You mention "pirate transmitters" that won't "run afoul of the FCC." That sounds to me like you want to transmit your own audio on the same frequency as an existing transmitter without causing interference.
That will not work. If your transmitter is on exactly the same frequency as an existing radio station, then you will cause interference - you will "run afoul of the FCC." Your transmitter will block reception of the licensed transmitter - that's interference, and will get you in trouble.
If there were no interference at the radio frequency level, then it still wouldn't help your pirate radio station. If you receive two signals at the same time with the same transmitter frequency on an AM radio, the audio will be mixed. Listeners would hear your pirate music and the licensed broadcast at the same time - they are normally only separable by the different frequencies of the carrier.

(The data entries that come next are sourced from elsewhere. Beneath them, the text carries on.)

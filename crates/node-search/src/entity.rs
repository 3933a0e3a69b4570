//! Searchable entities
//!
//! A search runs over anything that has a stable identity and a textual
//! representation. Workflow nodes are the main case, but the tracker only
//! relies on the [`SearchableEntity`] trait.

use std::hash::{Hash, Hasher};

use serde::{Deserialize, Serialize};

/// Unique identifier for a node
pub type NodeId = String;

/// An item that can be found by a search and tracked in a result set
///
/// Equality and hashing must follow identity: two values that refer to the
/// same item compare equal even if their display text differs.
pub trait SearchableEntity: Clone + Eq + Hash + Send + Sync + 'static {
    /// Stable identifier used for identifier-mode matching
    fn identifier(&self) -> String;

    /// Text used for attribute-mode matching
    fn searchable_text(&self) -> String;
}

/// A node instance on the workflow canvas
#[derive(Debug, Clone, Serialize, Deserialize)]
#[serde(rename_all = "camelCase")]
pub struct WorkflowNode {
    /// Unique identifier for this node instance (e.g., "node:42")
    pub id: NodeId,
    /// Node type (e.g., "row-filter")
    pub node_type: String,
    /// Human-readable label shown on the canvas
    pub label: String,
    /// Optional user annotation below the node
    #[serde(default, skip_serializing_if = "Option::is_none")]
    pub annotation: Option<String>,
    /// Custom data/configuration for this instance
    #[serde(default)]
    pub data: serde_json::Value,
}

impl WorkflowNode {
    /// Create a node with the given id, type and label
    pub fn new(id: impl Into<String>, node_type: impl Into<String>, label: impl Into<String>) -> Self {
        Self {
            id: id.into(),
            node_type: node_type.into(),
            label: label.into(),
            annotation: None,
            data: serde_json::Value::Null,
        }
    }

    /// Attach an annotation to the node
    pub fn with_annotation(mut self, annotation: impl Into<String>) -> Self {
        self.annotation = Some(annotation.into());
        self
    }

    /// Set the node's configuration data
    pub fn with_data(mut self, data: serde_json::Value) -> Self {
        self.data = data;
        self
    }
}

impl PartialEq for WorkflowNode {
    fn eq(&self, other: &Self) -> bool {
        self.id == other.id
    }
}

impl Eq for WorkflowNode {}

impl Hash for WorkflowNode {
    fn hash<H: Hasher>(&self, state: &mut H) {
        self.id.hash(state);
    }
}

impl SearchableEntity for WorkflowNode {
    fn identifier(&self) -> String {
        self.id.clone()
    }

    fn searchable_text(&self) -> String {
        let mut text = format!("{} {}", self.label, self.node_type);
        if let Some(annotation) = &self.annotation {
            text.push(' ');
            text.push_str(annotation);
        }
        text
    }
}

Your undetectable pirate radio transmitter can't work, no matter how well you synchronize it to an existing station.
The other answers seem to be concentrating on the legitmate uses of multiple transmitters on a single frequency rather than your concept of an "uncatchable pirate transmitter."

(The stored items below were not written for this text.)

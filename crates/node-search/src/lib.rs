//! Node Search - live "find" results over workflow graph nodes
//!
//! This crate tracks the results of a one-shot node search and keeps them
//! consistent while the searched collection changes. It supports:
//!
//! - Ring-order "find next" / "find previous" traversal
//! - Identifier vs attribute matching, classified once per query
//! - Incremental updates from add/remove notifications
//! - Explicit attach/dispose against an injected change feed
//!
//! # Architecture
//!
//! - `SearchResultTracker`: ordered, deduplicated results with a cursor
//! - `NodeChangeFeed`: subscription source for collection changes
//! - `ViewLifecycle`: closed-view query consulted before late events apply
//!
//! # Example
//!
//! ```ignore
//! use std::sync::Arc;
//! use node_search::{AlwaysOpen, BroadcastNodeFeed, IdPattern, SearchResultTracker};
//!
//! let feed = Arc::new(BroadcastNodeFeed::new());
//! let tracker = Arc::new(SearchResultTracker::search(graph_nodes, "filter", &IdPattern::default()));
//! tracker.attach(feed.clone(), Arc::new(AlwaysOpen))?;
//! let first = tracker.next_result()?;
//! ```

pub mod config;
pub mod entity;
pub mod error;
pub mod events;
pub mod query;
pub mod tracker;
pub mod view;

// Re-export key types
pub use config::{ConfigError, SearchConfig};
pub use entity::{NodeId, SearchableEntity, WorkflowNode};
pub use error::{Result, SearchError};
pub use events::{BroadcastNodeFeed, FeedSubscription, DEFAULT_EVENT_BUFFER, NodeChangeEvent, NodeChangeFeed, SubscriptionId};
pub use query::{find_matches, IdPattern, SearchMode, SearchQuery, DEFAULT_ID_PATTERN};
pub use tracker::{SearchResultTracker, TrackerUpdate};
pub use view::{AlwaysOpen, ViewHandle, ViewLifecycle};
//! List filtering for change list views
//!
//! A change list shows one panel per configured filter. Field filters are
//! derived from the field kind (relations, dates, choices, booleans);
//! custom filters implement [`SimpleListFilter`] with a fixed set of
//! lookups on a single query parameter.

use crate::lookups;
use crate::model::{FieldDef, FieldKind, ModelMeta};
use crate::{AdminError, AdminResult};
use async_trait::async_trait;
use chrono::{Datelike, Duration, NaiveDate, Utc};
use sea_query::{Alias, Condition, Order, Query, SimpleExpr};
use serde::Serialize;
use std::collections::BTreeMap;
use std::sync::Arc;
use storepify_db::Database;

/// Current change list query parameters
pub type FilterParams = BTreeMap<String, String>;

/// Parameters that never select a filter value
pub const PAGE_VAR: &str = "p";
pub const SEARCH_VAR: &str = "q";
pub const ORDER_VAR: &str = "o";

/// One selectable entry of a filter panel
#[derive(Debug, Clone, Serialize, PartialEq, Eq)]
pub struct FilterChoice {
	pub display: String,
	pub selected: bool,
	/// Change list query string that selects this choice
	pub query_string: String,
}

/// Filter panel shown beside the change list
#[derive(Debug, Clone, Serialize, PartialEq, Eq)]
pub struct FilterPanel {
	pub title: String,
	pub choices: Vec<FilterChoice>,
}

/// Custom filter offering fixed lookups on one parameter
///
/// # Examples
///
/// ```
/// use sea_query::{Alias, Expr, SimpleExpr};
/// use storepify_admin::SimpleListFilter;
///
/// struct StockFilter;
///
/// impl SimpleListFilter for StockFilter {
/// 	fn title(&self) -> &str {
/// 		"stock"
/// 	}
///
/// 	fn parameter_name(&self) -> &str {
/// 		"stock"
/// 	}
///
/// 	fn lookups(&self) -> Vec<(String, String)> {
/// 		vec![("none".into(), "Sold out".into())]
/// 	}
///
/// 	fn queryset(&self, value: &str) -> Option<SimpleExpr> {
/// 		(value == "none").then(|| Expr::col(Alias::new("inventory")).eq(0))
/// 	}
/// }
///
/// assert!(StockFilter.queryset("other").is_none());
/// ```
pub trait SimpleListFilter: Send + Sync {
	fn title(&self) -> &str;

	fn parameter_name(&self) -> &str;

	/// `(value, label)` pairs offered in the panel
	fn lookups(&self) -> Vec<(String, String)>;

	/// Condition for the selected `value`; `None` leaves the list unfiltered
	fn queryset(&self, value: &str) -> Option<SimpleExpr>;
}

/// Entry of a model admin's `list_filter`
#[derive(Clone)]
pub enum FilterSpec {
	/// Filter derived from a model field
	Field(String),
	/// Custom filter
	Simple(Arc<dyn SimpleListFilter>),
}

impl From<&str> for FilterSpec {
	fn from(field: &str) -> Self {
		FilterSpec::Field(field.to_string())
	}
}

impl std::fmt::Debug for FilterSpec {
	fn fmt(&self, f: &mut std::fmt::Formatter<'_>) -> std::fmt::Result {
		match self {
			FilterSpec::Field(name) => f.debug_tuple("Field").field(name).finish(),
			FilterSpec::Simple(filter) => f.debug_tuple("Simple").field(&filter.parameter_name()).finish(),
		}
	}
}

impl FilterSpec {
	/// Instantiate the filter for `meta`
	pub fn build(&self, meta: &ModelMeta) -> AdminResult<Box<dyn ListFilter>> {
		match self {
			FilterSpec::Simple(filter) => Ok(Box::new(SimpleFilterAdapter(filter.clone()))),
			FilterSpec::Field(name) => {
				let field = meta.get_field(name).ok_or_else(|| {
					AdminError::ImproperlyConfigured(format!(
						"list_filter refers to '{}', which does not refer to a field of {}",
						name,
						meta.label()
					))
				})?;
				match &field.kind {
					FieldKind::ForeignKey(target) => Ok(Box::new(RelatedFieldListFilter::new(
						meta,
						field,
						target.clone(),
					))),
					FieldKind::Date | FieldKind::DateTime { .. } => {
						Ok(Box::new(DateFieldListFilter::new(meta, field)))
					}
					FieldKind::Choice(choices) => Ok(Box::new(ChoicesFieldListFilter::new(
						meta,
						field,
						choices.clone(),
					))),
					FieldKind::Boolean => Ok(Box::new(ChoicesFieldListFilter::new(
						meta,
						field,
						vec![("1".into(), "Yes".into()), ("0".into(), "No".into())],
					))),
					_ => Err(AdminError::ImproperlyConfigured(format!(
						"list_filter field '{}' has no filter for its kind",
						name
					))),
				}
			}
		}
	}
}

/// A filter instantiated for one model
#[async_trait]
pub trait ListFilter: Send + Sync {
	fn title(&self) -> String;

	/// Query parameters consumed by this filter
	fn expected_parameters(&self) -> Vec<String>;

	async fn choices(&self, db: &Database, params: &FilterParams) -> AdminResult<Vec<FilterChoice>>;

	/// Narrowing for the current selection; `None` when nothing is selected
	fn queryset(&self, params: &FilterParams) -> AdminResult<Option<Condition>>;

	async fn panel(&self, db: &Database, params: &FilterParams) -> AdminResult<FilterPanel> {
		Ok(FilterPanel {
			title: self.title(),
			choices: self.choices(db, params).await?,
		})
	}
}

/// Query string for `params` with this filter's parameters replaced by `set`
///
/// The page parameter is dropped so a new selection starts on page 1.
pub fn query_string_with(params: &FilterParams, expected: &[String], set: &[(String, String)]) -> String {
	let mut pairs: Vec<(&str, &str)> = params
		.iter()
		.filter(|(key, _)| key.as_str() != PAGE_VAR && !expected.contains(key))
		.map(|(k, v)| (k.as_str(), v.as_str()))
		.collect();
	pairs.extend(set.iter().map(|(k, v)| (k.as_str(), v.as_str())));

	if pairs.is_empty() {
		return "?".into();
	}
	format!("?{}", serde_urlencoded::to_string(&pairs).unwrap_or_default())
}

struct SimpleFilterAdapter(Arc<dyn SimpleListFilter>);

#[async_trait]
impl ListFilter for SimpleFilterAdapter {
	fn title(&self) -> String {
		self.0.title().to_string()
	}

	fn expected_parameters(&self) -> Vec<String> {
		vec![self.0.parameter_name().to_string()]
	}

	async fn choices(&self, _db: &Database, params: &FilterParams) -> AdminResult<Vec<FilterChoice>> {
		let expected = self.expected_parameters();
		let current = params.get(self.0.parameter_name());

		let mut choices = vec![FilterChoice {
			display: "All".into(),
			selected: current.is_none(),
			query_string: query_string_with(params, &expected, &[]),
		}];
		for (value, label) in self.0.lookups() {
			choices.push(FilterChoice {
				selected: current == Some(&value),
				query_string: query_string_with(
					params,
					&expected,
					&[(self.0.parameter_name().to_string(), value)],
				),
				display: label,
			});
		}
		Ok(choices)
	}

	fn queryset(&self, params: &FilterParams) -> AdminResult<Option<Condition>> {
		Ok(params
			.get(self.0.parameter_name())
			.and_then(|value| self.0.queryset(value))
			.map(|expr| Condition::all().add(expr)))
	}
}

/// Filter by related object (`collection__id__exact=5`)
pub struct RelatedFieldListFilter {
	base: ModelMeta,
	field: FieldDef,
	target: Arc<ModelMeta>,
}

impl RelatedFieldListFilter {
	pub fn new(base: &ModelMeta, field: &FieldDef, target: Arc<ModelMeta>) -> Self {
		Self {
			base: base.clone(),
			field: field.clone(),
			target,
		}
	}

	fn exact_param(&self) -> String {
		format!("{}__id__exact", self.field.name)
	}

	fn isnull_param(&self) -> String {
		format!("{}__isnull", self.field.name)
	}
}

#[async_trait]
impl ListFilter for RelatedFieldListFilter {
	fn title(&self) -> String {
		self.field.verbose_name.clone()
	}

	fn expected_parameters(&self) -> Vec<String> {
		let mut params = vec![self.exact_param()];
		if self.field.null {
			params.push(self.isnull_param());
		}
		params
	}

	async fn choices(&self, db: &Database, params: &FilterParams) -> AdminResult<Vec<FilterChoice>> {
		let expected = self.expected_parameters();
		let exact = self.exact_param();
		let current = params.get(&exact);

		let mut select = Query::select();
		select.from(Alias::new(&self.target.table));
		for column in self.target.str_columns() {
			select.column(Alias::new(column));
		}
		for key in &self.target.ordering {
			let (column, order) = match key.strip_prefix('-') {
				Some(column) => (column, Order::Desc),
				None => (key.as_str(), Order::Asc),
			};
			select.order_by(Alias::new(column), order);
		}
		select.order_by(Alias::new(&self.target.pk), Order::Asc);

		let mut choices = vec![FilterChoice {
			display: "All".into(),
			selected: current.is_none() && !params.contains_key(&self.isnull_param()),
			query_string: query_string_with(params, &expected, &[]),
		}];
		for record in db.fetch_all(&select).await? {
			let id = record
				.get(&self.target.pk)
				.map(crate::model::value_text)
				.unwrap_or_default();
			choices.push(FilterChoice {
				display: self.target.object_repr(&record),
				selected: current == Some(&id),
				query_string: query_string_with(params, &expected, &[(exact.clone(), id)]),
			});
		}
		if self.field.null {
			choices.push(FilterChoice {
				display: crate::display::EMPTY_VALUE_DISPLAY.into(),
				selected: params.contains_key(&self.isnull_param()),
				query_string: query_string_with(
					params,
					&expected,
					&[(self.isnull_param(), "True".into())],
				),
			});
		}
		Ok(choices)
	}

	fn queryset(&self, params: &FilterParams) -> AdminResult<Option<Condition>> {
		let mut condition = Condition::all();
		let mut narrowed = false;
		for param in self.expected_parameters() {
			if let Some(value) = params.get(&param) {
				condition = condition.add(lookups::condition(&self.base, &param, value)?);
				narrowed = true;
			}
		}
		Ok(narrowed.then_some(condition))
	}
}

/// Filter by date ranges relative to today
pub struct DateFieldListFilter {
	base: ModelMeta,
	field: FieldDef,
}

impl DateFieldListFilter {
	pub fn new(base: &ModelMeta, field: &FieldDef) -> Self {
		Self {
			base: base.clone(),
			field: field.clone(),
		}
	}

	fn since_param(&self) -> String {
		format!("{}__gte", self.field.name)
	}

	fn until_param(&self) -> String {
		format!("{}__lt", self.field.name)
	}

	/// `(label, [since, until))` ranges offered for `today`
	pub fn ranges(today: NaiveDate) -> Vec<(&'static str, Option<(NaiveDate, NaiveDate)>)> {
		let tomorrow = today + Duration::days(1);
		let month_start = today.with_day(1);
		let next_month = month_start.and_then(|start| {
			if start.month() == 12 {
				NaiveDate::from_ymd_opt(start.year() + 1, 1, 1)
			} else {
				NaiveDate::from_ymd_opt(start.year(), start.month() + 1, 1)
			}
		});
		let year_start = NaiveDate::from_ymd_opt(today.year(), 1, 1);
		let next_year = NaiveDate::from_ymd_opt(today.year() + 1, 1, 1);

		let mut ranges = vec![
			("Any date", None),
			("Today", Some((today, tomorrow))),
			("Past 7 days", Some((today - Duration::days(7), tomorrow))),
		];
		if let (Some(start), Some(end)) = (month_start, next_month) {
			ranges.push(("This month", Some((start, end))));
		}
		if let (Some(start), Some(end)) = (year_start, next_year) {
			ranges.push(("This year", Some((start, end))));
		}
		ranges
	}
}

#[async_trait]
impl ListFilter for DateFieldListFilter {
	fn title(&self) -> String {
		self.field.verbose_name.clone()
	}

	fn expected_parameters(&self) -> Vec<String> {
		vec![self.since_param(), self.until_param()]
	}

	async fn choices(&self, _db: &Database, params: &FilterParams) -> AdminResult<Vec<FilterChoice>> {
		let expected = self.expected_parameters();
		let since = params.get(&self.since_param());
		let until = params.get(&self.until_param());

		Ok(Self::ranges(Utc::now().date_naive())
			.into_iter()
			.map(|(label, range)| match range {
				None => FilterChoice {
					display: label.into(),
					selected: since.is_none() && until.is_none(),
					query_string: query_string_with(params, &expected, &[]),
				},
				Some((start, end)) => {
					let start = start.format("%Y-%m-%d").to_string();
					let end = end.format("%Y-%m-%d").to_string();
					FilterChoice {
						display: label.into(),
						selected: since == Some(&start) && until == Some(&end),
						query_string: query_string_with(
							params,
							&expected,
							&[(self.since_param(), start), (self.until_param(), end)],
						),
					}
				}
			})
			.collect())
	}

	fn queryset(&self, params: &FilterParams) -> AdminResult<Option<Condition>> {
		let mut condition = Condition::all();
		let mut narrowed = false;
		for param in self.expected_parameters() {
			if let Some(value) = params.get(&param) {
				if NaiveDate::parse_from_str(value, "%Y-%m-%d").is_err() {
					return Err(AdminError::IncorrectLookupParameters(format!(
						"'{}' is not a valid date for {}",
						value, param
					)));
				}
				condition = condition.add(lookups::condition(&self.base, &param, value)?);
				narrowed = true;
			}
		}
		Ok(narrowed.then_some(condition))
	}
}

/// Filter by one of a fixed set of stored values
pub struct ChoicesFieldListFilter {
	base: ModelMeta,
	field: FieldDef,
	choices: Vec<(String, String)>,
}

impl ChoicesFieldListFilter {
	pub fn new(base: &ModelMeta, field: &FieldDef, choices: Vec<(String, String)>) -> Self {
		Self {
			base: base.clone(),
			field: field.clone(),
			choices,
		}
	}

	fn param(&self) -> String {
		format!("{}__exact", self.field.name)
	}
}

#[async_trait]
impl ListFilter for ChoicesFieldListFilter {
	fn title(&self) -> String {
		self.field.verbose_name.clone()
	}

	fn expected_parameters(&self) -> Vec<String> {
		vec![self.param()]
	}

	async fn choices(&self, _db: &Database, params: &FilterParams) -> AdminResult<Vec<FilterChoice>> {
		let expected = self.expected_parameters();
		let current = params.get(&self.param());

		let mut choices = vec![FilterChoice {
			display: "All".into(),
			selected: current.is_none(),
			query_string: query_string_with(params, &expected, &[]),
		}];
		for (value, label) in &self.choices {
			choices.push(FilterChoice {
				display: label.clone(),
				selected: current == Some(value),
				query_string: query_string_with(params, &expected, &[(self.param(), value.clone())]),
			});
		}
		Ok(choices)
	}

	fn queryset(&self, params: &FilterParams) -> AdminResult<Option<Condition>> {
		match params.get(&self.param()) {
			Some(value) => Ok(Some(
				Condition::all().add(lookups::condition(&self.base, &self.param(), value)?),
			)),
			None => Ok(None),
		}
	}
}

Legitimate uses include licensed operators using licensed, synchronized transmitters to cover a larger (licensed) area using lower power transmitters. In all such cases, all the transmitters are transmitting the same content on a single frequency.
I know of one system that a police organisation used to extend coverage over a major highway network. There were many transmitters spaced long the major roads to make sure they had complete coverage.

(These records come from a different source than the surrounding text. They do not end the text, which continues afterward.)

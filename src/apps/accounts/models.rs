//! Project user model

use crate::apps::accounts::error::{AuthError, AuthResult};
use crate::apps::accounts::hashers::{hash_password, verify_password};
use chrono::{SecondsFormat, Utc};
use sea_query::{Alias, Expr, Query, SelectStatement};
use serde::{Deserialize, Serialize};
use serde_json::{Map, Value, json};
use sqlx::FromRow;
use storepify_admin::AdminUser;
use storepify_db::Database;
use storepify_db::error::ConstraintKind;

pub const USER_TABLE: &str = "accounts_user";
pub const MIN_PASSWORD_LENGTH: usize = 8;
const USERNAME_MAX_LENGTH: usize = 150;

#[derive(Debug, Clone, Serialize, FromRow)]
pub struct User {
	pub id: i64,
	pub username: String,
	pub email: String,
	#[serde(skip_serializing)]
	pub password: String,
	pub is_staff: bool,
	pub is_active: bool,
	pub date_joined: String,
}

impl User {
	pub fn check_password(&self, password: &str) -> bool {
		verify_password(password, &self.password)
	}

	pub fn to_admin_user(&self) -> AdminUser {
		AdminUser {
			id: self.id,
			username: self.username.clone(),
			is_staff: self.is_staff,
			is_active: self.is_active,
		}
	}
}

/// Registration payload
#[derive(Debug, Clone, Deserialize)]
pub struct NewUser {
	pub username: String,
	#[serde(default)]
	pub email: String,
	pub password: String,
	#[serde(skip)]
	pub is_staff: bool,
}

impl NewUser {
	fn validate(&self) -> AuthResult<()> {
		let mut errors = Map::new();
		let username = self.username.trim();
		if username.is_empty() {
			errors.insert("username".into(), json!(["This field may not be blank."]));
		} else if username.chars().count() > USERNAME_MAX_LENGTH {
			errors.insert(
				"username".into(),
				json!([format!(
					"Ensure this field has no more than {USERNAME_MAX_LENGTH} characters."
				)]),
			);
		}
		if self.password.chars().count() < MIN_PASSWORD_LENGTH {
			errors.insert(
				"password".into(),
				json!([format!(
					"This password is too short. It must contain at least {MIN_PASSWORD_LENGTH} characters."
				)]),
			);
		}
		if !self.email.is_empty() && !self.email.contains('@') {
			errors.insert("email".into(), json!(["Enter a valid email address."]));
		}
		if errors.is_empty() {
			Ok(())
		} else {
			Err(AuthError::Validation(errors))
		}
	}
}

fn select_users() -> SelectStatement {
	Query::select()
		.columns([
			Alias::new("id"),
			Alias::new("username"),
			Alias::new("email"),
			Alias::new("password"),
			Alias::new("is_staff"),
			Alias::new("is_active"),
			Alias::new("date_joined"),
		])
		.from(Alias::new(USER_TABLE))
		.to_owned()
}

fn taken(username: &str) -> AuthError {
	let mut errors = Map::new();
	errors.insert(
		"username".into(),
		Value::from(vec![format!("A user with username '{username}' already exists.")]),
	);
	AuthError::Validation(errors)
}

/// Validate, hash and store a new user
pub async fn create_user(db: &Database, new_user: &NewUser) -> AuthResult<User> {
	new_user.validate()?;
	let username = new_user.username.trim();
	if find_by_username(db, username).await?.is_some() {
		return Err(taken(username));
	}

	let password = hash_password(&new_user.password)?;
	let date_joined = Utc::now().to_rfc3339_opts(SecondsFormat::Secs, true);
	let insert = Query::insert()
		.into_table(Alias::new(USER_TABLE))
		.columns([
			Alias::new("username"),
			Alias::new("email"),
			Alias::new("password"),
			Alias::new("is_staff"),
			Alias::new("is_active"),
			Alias::new("date_joined"),
		])
		.values_panic([
			username.into(),
			new_user.email.clone().into(),
			password.into(),
			new_user.is_staff.into(),
			true.into(),
			date_joined.into(),
		])
		.to_owned();

	let id = match db.insert(&insert).await {
		Ok(id) => id,
		Err(e) if e.constraint_kind() == Some(ConstraintKind::Unique) => return Err(taken(username)),
		Err(e) => return Err(e.into()),
	};
	tracing::info!(user_id = id, username, is_staff = new_user.is_staff, "user created");
	get(db, id).await?.ok_or(AuthError::UserNotFound)
}

/// Create an active staff user
pub async fn create_superuser(
	db: &Database,
	username: &str,
	email: &str,
	password: &str,
) -> AuthResult<User> {
	let new_user = NewUser {
		username: username.to_string(),
		email: email.to_string(),
		password: password.to_string(),
		is_staff: true,
	};
	create_user(db, &new_user).await
}

pub async fn get(db: &Database, id: i64) -> AuthResult<Option<User>> {
	let select = select_users()
		.and_where(Expr::col(Alias::new("id")).eq(id))
		.to_owned();
	Ok(db.fetch_optional_as(&select).await?)
}

pub async fn find_by_username(db: &Database, username: &str) -> AuthResult<Option<User>> {
	let select = select_users()
		.and_where(Expr::col(Alias::new("username")).eq(username))
		.to_owned();
	Ok(db.fetch_optional_as(&select).await?)
}

/// Active user with matching credentials
pub async fn authenticate(db: &Database, username: &str, password: &str) -> AuthResult<User> {
	match find_by_username(db, username).await? {
		Some(user) if user.is_active && user.check_password(password) => Ok(user),
		_ => {
			tracing::info!(username, "authentication failed");
			Err(AuthError::InvalidCredentials)
		}
	}
}

#[cfg(test)]
mod tests {
	use super::*;
	use crate::MIGRATOR;
	use rstest::{fixture, rstest};

	#[fixture]
	async fn db() -> Database {
		let db = Database::connect_in_memory().await.unwrap();
		db.run_migrations(&MIGRATOR).await.unwrap();
		db
	}

	fn new_user(username: &str, password: &str) -> NewUser {
		NewUser {
			username: username.into(),
			email: format!("{username}@example.com"),
			password: password.into(),
			is_staff: false,
		}
	}

	#[rstest]
	#[tokio::test]
	async fn test_create_and_authenticate(#[future] db: Database) {
		let db = db.await;
		let user = create_user(&db, &new_user("alice", "s3cret-pass")).await.unwrap();
		assert!(user.is_active);
		assert!(!user.is_staff);
		assert_ne!(user.password, "s3cret-pass");

		let found = authenticate(&db, "alice", "s3cret-pass").await.unwrap();
		assert_eq!(found.id, user.id);
		assert!(matches!(
			authenticate(&db, "alice", "wrong-pass").await,
			Err(AuthError::InvalidCredentials)
		));
		assert!(matches!(
			authenticate(&db, "nobody", "s3cret-pass").await,
			Err(AuthError::InvalidCredentials)
		));
	}

	#[rstest]
	#[tokio::test]
	async fn test_duplicate_username(#[future] db: Database) {
		let db = db.await;
		create_user(&db, &new_user("bob", "password1")).await.unwrap();
		let Err(AuthError::Validation(errors)) = create_user(&db, &new_user("bob", "password2")).await
		else {
			panic!("duplicate username accepted");
		};
		assert!(errors.contains_key("username"));
	}

	#[rstest]
	#[tokio::test]
	async fn test_short_password_and_blank_username(#[future] db: Database) {
		let db = db.await;
		let Err(AuthError::Validation(errors)) = create_user(&db, &new_user(" ", "short")).await else {
			panic!("invalid user accepted");
		};
		assert!(errors.contains_key("username"));
		assert!(errors.contains_key("password"));
	}

	#[rstest]
	#[tokio::test]
	async fn test_superuser_is_staff(#[future] db: Database) {
		let db = db.await;
		let admin = create_superuser(&db, "admin", "admin@example.com", "admin-pass")
			.await
			.unwrap();
		assert!(admin.to_admin_user().can_access_admin());
		let json = serde_json::to_value(&admin).unwrap();
		assert!(json.get("password").is_none());
	}
}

All of the transmitters sent the same content. The transmitters all used the same radio channel, and hence (almost) exactly the same frequency. That "almost" is important.
If the transmitters had been on exactly the same frequency, there would have been dead spots where the signal from one transmitter exactly canceled out the signal from a neighboring transmitter. That kind of cancellation is no surprise - it works just like this demonstration of cancellation using speakers and sound.
The solution was to have all the transmitters tuned to within a few hertz of one another while making sure that no two transmitters used exactly the same frequency. The signals could cancel each other out but there were no standing dead zones. The received signal strength would wobble a bit due to the signals from the transmitters having constructive and destructive interference, but that didn't bother things.